**Saved entries:**
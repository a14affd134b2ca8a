//! # Lending Pool Adapter
//!
//! Connects a [`Vault`](yieldvault::Vault) to a shared [`LendingPool`].
//!
//! The adapter supplies and withdraws on behalf of a single beneficiary (the
//! vault's custody account). Approvals are real allowances on the asset
//! ledger, granted to the pool account for exactly the amount about to be
//! supplied.
//!
//! Lock order is pool, then asset ledger. Callers must not hold the asset
//! ledger lock while calling into the adapter.

use std::sync::Arc;

use parking_lot::RwLock;
use tracing::debug;

use yieldvault::{SharedLedger, TokenError, VenueAdapter, VenueError};

use crate::lending_pool::{LendingPool, PoolError};

/// A lending pool shared between the adapter and whoever else uses it
/// (borrowers, the yield source, an operator).
pub type SharedPool = Arc<RwLock<LendingPool>>;

impl From<PoolError> for VenueError {
    fn from(err: PoolError) -> Self {
        match err {
            PoolError::InsufficientLiquidity {
                requested,
                available,
            } => VenueError::InsufficientLiquidity {
                requested,
                available,
            },
            PoolError::Frozen(asset) => VenueError::Frozen { asset },
            PoolError::Ledger(TokenError::InsufficientAllowance {
                allowance,
                requested,
                ..
            }) => VenueError::InsufficientAllowance {
                approved: allowance,
                requested,
            },
            other => VenueError::Rejected(other.to_string()),
        }
    }
}

/// [`VenueAdapter`] over a [`LendingPool`] reserve.
pub struct LendingPoolAdapter {
    pool: SharedPool,
    assets: SharedLedger,
    venue_id: String,
    pool_account: String,
    asset: String,
    position_token: String,
    beneficiary: String,
}

impl LendingPoolAdapter {
    /// Binds `beneficiary`'s position in `asset` on `pool`.
    ///
    /// # Errors
    ///
    /// [`PoolError::UnknownReserve`] if the pool doesn't list `asset`.
    pub fn new(
        pool: SharedPool,
        assets: SharedLedger,
        asset: &str,
        beneficiary: impl Into<String>,
    ) -> Result<Self, PoolError> {
        let (venue_id, pool_account, position_token) = {
            let guard = pool.read();
            let reserve = guard
                .reserve(asset)
                .ok_or_else(|| PoolError::UnknownReserve(asset.to_string()))?;
            (
                guard.id().to_string(),
                guard.account().to_string(),
                reserve.position_token.clone(),
            )
        };

        Ok(Self {
            pool,
            assets,
            venue_id,
            pool_account,
            asset: asset.to_string(),
            position_token,
            beneficiary: beneficiary.into(),
        })
    }
}

impl VenueAdapter for LendingPoolAdapter {
    fn venue_id(&self) -> &str {
        &self.venue_id
    }

    fn position_token(&self) -> &str {
        &self.position_token
    }

    fn underlying_asset(&self) -> &str {
        &self.asset
    }

    fn beneficiary(&self) -> &str {
        &self.beneficiary
    }

    fn position_value(&self) -> u64 {
        self.pool.read().position_of(&self.asset, &self.beneficiary)
    }

    fn available_liquidity(&self) -> u64 {
        let pool = self.pool.read();
        pool.position_of(&self.asset, &self.beneficiary)
            .min(pool.available_liquidity(&self.asset))
    }

    fn accepts_deposits(&self) -> bool {
        self.pool
            .read()
            .reserve(&self.asset)
            .map(|r| !r.frozen)
            .unwrap_or(false)
    }

    fn approve(&mut self, amount: u64) {
        self.assets
            .write()
            .approve(&self.beneficiary, &self.pool_account, amount);
        debug!(venue = %self.venue_id, owner = %self.beneficiary, amount, "pool approval set");
    }

    fn supply(&mut self, amount: u64) -> Result<(), VenueError> {
        let mut pool = self.pool.write();
        let mut assets = self.assets.write();
        pool.supply(&mut assets, &self.beneficiary, &self.asset, amount, &self.beneficiary)?;
        Ok(())
    }

    fn release(&mut self, amount: u64) -> Result<(), VenueError> {
        let mut pool = self.pool.write();
        let available = pool
            .position_of(&self.asset, &self.beneficiary)
            .min(pool.available_liquidity(&self.asset));
        if amount > available {
            return Err(VenueError::InsufficientLiquidity {
                requested: amount,
                available,
            });
        }
        let mut assets = self.assets.write();
        pool.withdraw(&mut assets, &self.beneficiary, &self.asset, amount, &self.beneficiary)?;
        Ok(())
    }
}

#[cfg(test)]
mod tests {
    use super::*;
    use yieldvault::ledger::shared;
    use yieldvault::TokenLedger;

    const VAULT: &str = "vault:yvUSDC";

    fn setup() -> (SharedPool, SharedLedger, LendingPoolAdapter) {
        let mut pool = LendingPool::new("aave-v3");
        pool.init_reserve("USDC", "aUSDC").unwrap();
        let pool = Arc::new(RwLock::new(pool));
        let mut ledger = TokenLedger::new("USDC", "USDC", 6);
        ledger.mint(VAULT, 1_000).unwrap();
        let assets = shared(ledger);
        let adapter =
            LendingPoolAdapter::new(Arc::clone(&pool), Arc::clone(&assets), "USDC", VAULT).unwrap();
        (pool, assets, adapter)
    }

    #[test]
    fn identities_come_from_the_reserve() {
        let (_, _, adapter) = setup();
        assert_eq!(adapter.venue_id(), "aave-v3");
        assert_eq!(adapter.position_token(), "aUSDC");
        assert_eq!(adapter.underlying_asset(), "USDC");
        assert_eq!(adapter.beneficiary(), VAULT);
    }

    #[test]
    fn unlisted_asset_rejected() {
        let (pool, assets, _) = setup();
        assert!(matches!(
            LendingPoolAdapter::new(pool, assets, "DAI", VAULT),
            Err(PoolError::UnknownReserve(_))
        ));
    }

    #[test]
    fn supply_consumes_exact_approval() {
        let (_, assets, mut adapter) = setup();
        adapter.approve(600);
        adapter.supply(600).unwrap();

        assert_eq!(adapter.position_value(), 600);
        assert_eq!(assets.read().allowance(VAULT, "pool:aave-v3"), 0);
        assert_eq!(assets.read().balance_of(VAULT), 400);
    }

    #[test]
    fn supply_beyond_approval_fails() {
        let (_, _, mut adapter) = setup();
        adapter.approve(100);
        assert_eq!(
            adapter.supply(200),
            Err(VenueError::InsufficientAllowance {
                approved: 100,
                requested: 200,
            })
        );
        assert_eq!(adapter.position_value(), 0);
    }

    #[test]
    fn release_capped_by_pool_cash() {
        let (pool, assets, mut adapter) = setup();
        adapter.approve(1_000);
        adapter.supply(1_000).unwrap();
        pool.write()
            .borrow(&mut assets.write(), "carol", "USDC", 700)
            .unwrap();

        assert_eq!(adapter.available_liquidity(), 300);
        assert_eq!(
            adapter.release(301),
            Err(VenueError::InsufficientLiquidity {
                requested: 301,
                available: 300,
            })
        );
        adapter.release(300).unwrap();
        assert_eq!(assets.read().balance_of(VAULT), 300);
    }

    #[test]
    fn frozen_reserve_refuses_deposits() {
        let (pool, _, mut adapter) = setup();
        pool.write().set_frozen("USDC", true).unwrap();
        assert!(!adapter.accepts_deposits());
        adapter.approve(10);
        assert_eq!(
            adapter.supply(10),
            Err(VenueError::Frozen {
                asset: "USDC".into()
            })
        );
    }
}
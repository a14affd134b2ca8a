//! # Share Ledger
//!
//! A [`TokenLedger`] for vault shares, plus the exchange rate between shares
//! and the underlying asset:
//!
//! ```text
//! shares_for(assets) = assets * total_shares / total_assets
//! assets_for(shares) = shares * total_assets / total_shares
//! ```
//!
//! While no shares exist the rate is fixed at 1:1
//! ([`INITIAL_SHARES_PER_ASSET`]); there is nothing to divide by.
//!
//! The ledger doesn't know `total_assets`. The vault measures it (idle
//! balance plus venue position) and passes it in, so conversions stay pure
//! and can be computed before anything is committed.

use serde::{Deserialize, Serialize};

use super::math::{mul_div, MathError, Rounding};
use super::token::{TokenError, TokenLedger};
use crate::config::INITIAL_SHARES_PER_ASSET;
use crate::AccountId;

/// Share balances and supply, with conversion to and from the underlying.
#[derive(Debug, Clone, Serialize, Deserialize)]
pub struct ShareLedger {
    token: TokenLedger,
}

impl ShareLedger {
    /// Creates an empty share ledger. Shares are identified by the vault's
    /// symbol and carry the underlying asset's precision.
    pub fn new(symbol: impl Into<String>, decimals: u8) -> Self {
        let symbol = symbol.into();
        Self {
            token: TokenLedger::new(symbol.clone(), symbol, decimals),
        }
    }

    /// Total shares outstanding.
    pub fn total_shares(&self) -> u64 {
        self.token.total_supply()
    }

    /// Shares held by `holder`.
    pub fn balance_of(&self, holder: &str) -> u64 {
        self.token.balance_of(holder)
    }

    /// Read access to the underlying token ledger.
    pub fn token(&self) -> &TokenLedger {
        &self.token
    }

    // -----------------------------------------------------------------------
    // Conversion
    // -----------------------------------------------------------------------

    /// Shares equivalent to `assets`, given the vault manages `total_assets`.
    ///
    /// # Errors
    ///
    /// [`MathError::DivisionByZero`] if shares are outstanding against zero
    /// managed assets; [`MathError::Overflow`] if the result exceeds `u64`.
    pub fn convert_to_shares(
        &self,
        assets: u64,
        total_assets: u64,
        rounding: Rounding,
    ) -> Result<u64, MathError> {
        let supply = self.total_shares();
        if supply == 0 {
            return assets
                .checked_mul(INITIAL_SHARES_PER_ASSET)
                .ok_or(MathError::Overflow);
        }
        mul_div(assets, supply, total_assets, rounding)
    }

    /// Underlying units equivalent to `shares`, given the vault manages
    /// `total_assets`.
    ///
    /// # Errors
    ///
    /// [`MathError::Overflow`] if the result exceeds `u64`.
    pub fn convert_to_assets(
        &self,
        shares: u64,
        total_assets: u64,
        rounding: Rounding,
    ) -> Result<u64, MathError> {
        let supply = self.total_shares();
        if supply == 0 {
            return Ok(match rounding {
                Rounding::Down => shares / INITIAL_SHARES_PER_ASSET,
                Rounding::Up => shares.div_ceil(INITIAL_SHARES_PER_ASSET),
            });
        }
        mul_div(shares, total_assets, supply, rounding)
    }

    // -----------------------------------------------------------------------
    // Mutation
    // -----------------------------------------------------------------------

    /// Issues `shares` to `holder`. Returns the holder's new balance.
    ///
    /// # Errors
    ///
    /// [`TokenError::InvalidAmount`] for zero shares,
    /// [`TokenError::SupplyOverflow`] if supply would overflow.
    pub fn mint(&mut self, holder: &str, shares: u64) -> Result<u64, TokenError> {
        self.token.mint(holder, shares)
    }

    /// Destroys `shares` held by `holder`. Returns the remaining balance.
    ///
    /// # Errors
    ///
    /// [`TokenError::InvalidAmount`] for zero shares,
    /// [`TokenError::InsufficientBalance`] if `holder` has fewer shares.
    pub fn burn(&mut self, holder: &str, shares: u64) -> Result<u64, TokenError> {
        self.token.burn(holder, shares)
    }

    /// Moves shares between holders. The exchange rate is unaffected.
    ///
    /// # Errors
    ///
    /// [`TokenError::InsufficientBalance`] if `from` has fewer shares.
    pub fn transfer(&mut self, from: &str, to: &str, shares: u64) -> Result<(), TokenError> {
        self.token.transfer(from, to, shares)
    }

    /// Moves `from`'s shares on behalf of `spender`.
    ///
    /// # Errors
    ///
    /// [`TokenError::InsufficientAllowance`] or
    /// [`TokenError::InsufficientBalance`].
    pub fn transfer_from(
        &mut self,
        spender: &str,
        from: &str,
        to: &str,
        shares: u64,
    ) -> Result<(), TokenError> {
        self.token.transfer_from(spender, from, to, shares)
    }

    /// Sets `spender`'s allowance over `owner`'s shares. Returns the previous
    /// allowance.
    pub fn approve(&mut self, owner: &str, spender: &str, shares: u64) -> u64 {
        self.token.approve(owner, spender, shares)
    }

    /// Remaining share allowance.
    pub fn allowance(&self, owner: &str, spender: &str) -> u64 {
        self.token.allowance(owner, spender)
    }

    /// Consumes share allowance. Returns the allowance before spending.
    ///
    /// # Errors
    ///
    /// [`TokenError::InsufficientAllowance`] if the allowance is too small.
    pub fn spend_allowance(
        &mut self,
        owner: &str,
        spender: &str,
        shares: u64,
    ) -> Result<u64, TokenError> {
        self.token.spend_allowance(owner, spender, shares)
    }

    /// Every holder record, sorted.
    pub fn holders(&self) -> Vec<(AccountId, u64)> {
        self.token.holders()
    }
}
//! # Vault
//!
//! The tokenized vault: one underlying asset in, proportional shares out,
//! with every deposit deployed into a lending venue and every withdrawal
//! pulled back from it.
//!
//! ```text
//! core.rs     - Vault: pricing, deposit/mint, withdraw/redeem, share transfers
//! error.rs    - VaultError taxonomy
//! events.rs   - Deposit/Withdraw events and read-only snapshots
//! journal.rs  - undo log used to keep each operation all-or-nothing
//! ```
//!
//! ## Invariants
//!
//! 1. **Shares are claims, not balances.** A holder's shares are worth
//!    `shares * total_assets / total_shares` of the underlying, rounded in
//!    the vault's favour.
//!
//! 2. **Total assets is idle custody plus the venue position.** Nothing else
//!    is counted, and nothing that isn't there is counted.
//!
//! 3. **Every public write is atomic.** A failed call leaves shares,
//!    allowances, custody and the venue position exactly as it found them.

mod core;
mod error;
mod events;
mod journal;

pub use self::core::{Stage, Vault};
pub use error::VaultError;
pub use events::{VaultEvent, VaultEventKind, VaultSnapshot};
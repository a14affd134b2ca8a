//! # Ledger Module: Fungible Accounting & Exchange-Rate Math
//!
//! Everything that counts units lives here. The vault module decides *when*
//! to move value; this module decides *how much* and refuses to let the
//! books go out of balance.
//!
//! ## Architecture
//!
//! ```text
//! math.rs    - mul_div with an explicit rounding direction
//! token.rs   - Generic fungible ledger: balances, supply, allowances
//! shares.rs  - Share ledger: a token ledger plus share/asset conversion
//! ```
//!
//! ## Design Principles
//!
//! 1. **All amounts are `u64` in smallest-unit denomination.** Intermediate
//!    products are widened to `u128`; results that don't fit are errors,
//!    never truncations.
//!
//! 2. **Rounding is a parameter, not an accident.** Every conversion names
//!    its direction at the call site so a reviewer can check it against the
//!    policy without reading the arithmetic.
//!
//! 3. **Supply is derived state kept in lockstep.** `total_supply` is
//!    updated in the same call that touches a balance, so the sum of
//!    balances equals supply after every successful operation.

pub mod math;
pub mod shares;
pub mod token;

use std::sync::Arc;

use parking_lot::RwLock;

pub use math::{mul_div, MathError, Rounding};
pub use shares::ShareLedger;
pub use token::{TokenError, TokenLedger};

/// A token ledger shared between the vault, its venue adapter, and whoever
/// hosts them. The underlying asset is the only ledger that needs this:
/// three parties move it around.
pub type SharedLedger = Arc<RwLock<TokenLedger>>;

/// Wraps a ledger for sharing.
pub fn shared(ledger: TokenLedger) -> SharedLedger {
    Arc::new(RwLock::new(ledger))
}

**Your task:**
Look above for the line that contains "fn release(&mut self, amount: u64)". Starting there, transcribe every line exactly until you have copied the line that contains "let pool = Arc::new(RwLock::new(pool));".

**Result of this task:**
    fn release(&mut self, amount: u64) -> Result<(), VenueError> {
        let mut pool = self.pool.write();
        let available = pool
            .position_of(&self.asset, &self.beneficiary)
            .min(pool.available_liquidity(&self.asset));
        if amount > available {
            return Err(VenueError::InsufficientLiquidity {
                requested: amount,
                available,
            });
        }
        let mut assets = self.assets.write();
        pool.withdraw(&mut assets, &self.beneficiary, &self.asset, amount, &self.beneficiary)?;
        Ok(())
    }
}

#[cfg(test)]
mod tests {
    use super::*;
    use yieldvault::ledger::shared;
    use yieldvault::TokenLedger;

    const VAULT: &str = "vault:yvUSDC";

    fn setup() -> (SharedPool, SharedLedger, LendingPoolAdapter) {
        let mut pool = LendingPool::new("aave-v3");
        pool.init_reserve("USDC", "aUSDC").unwrap();
        let pool = Arc::new(RwLock::new(pool));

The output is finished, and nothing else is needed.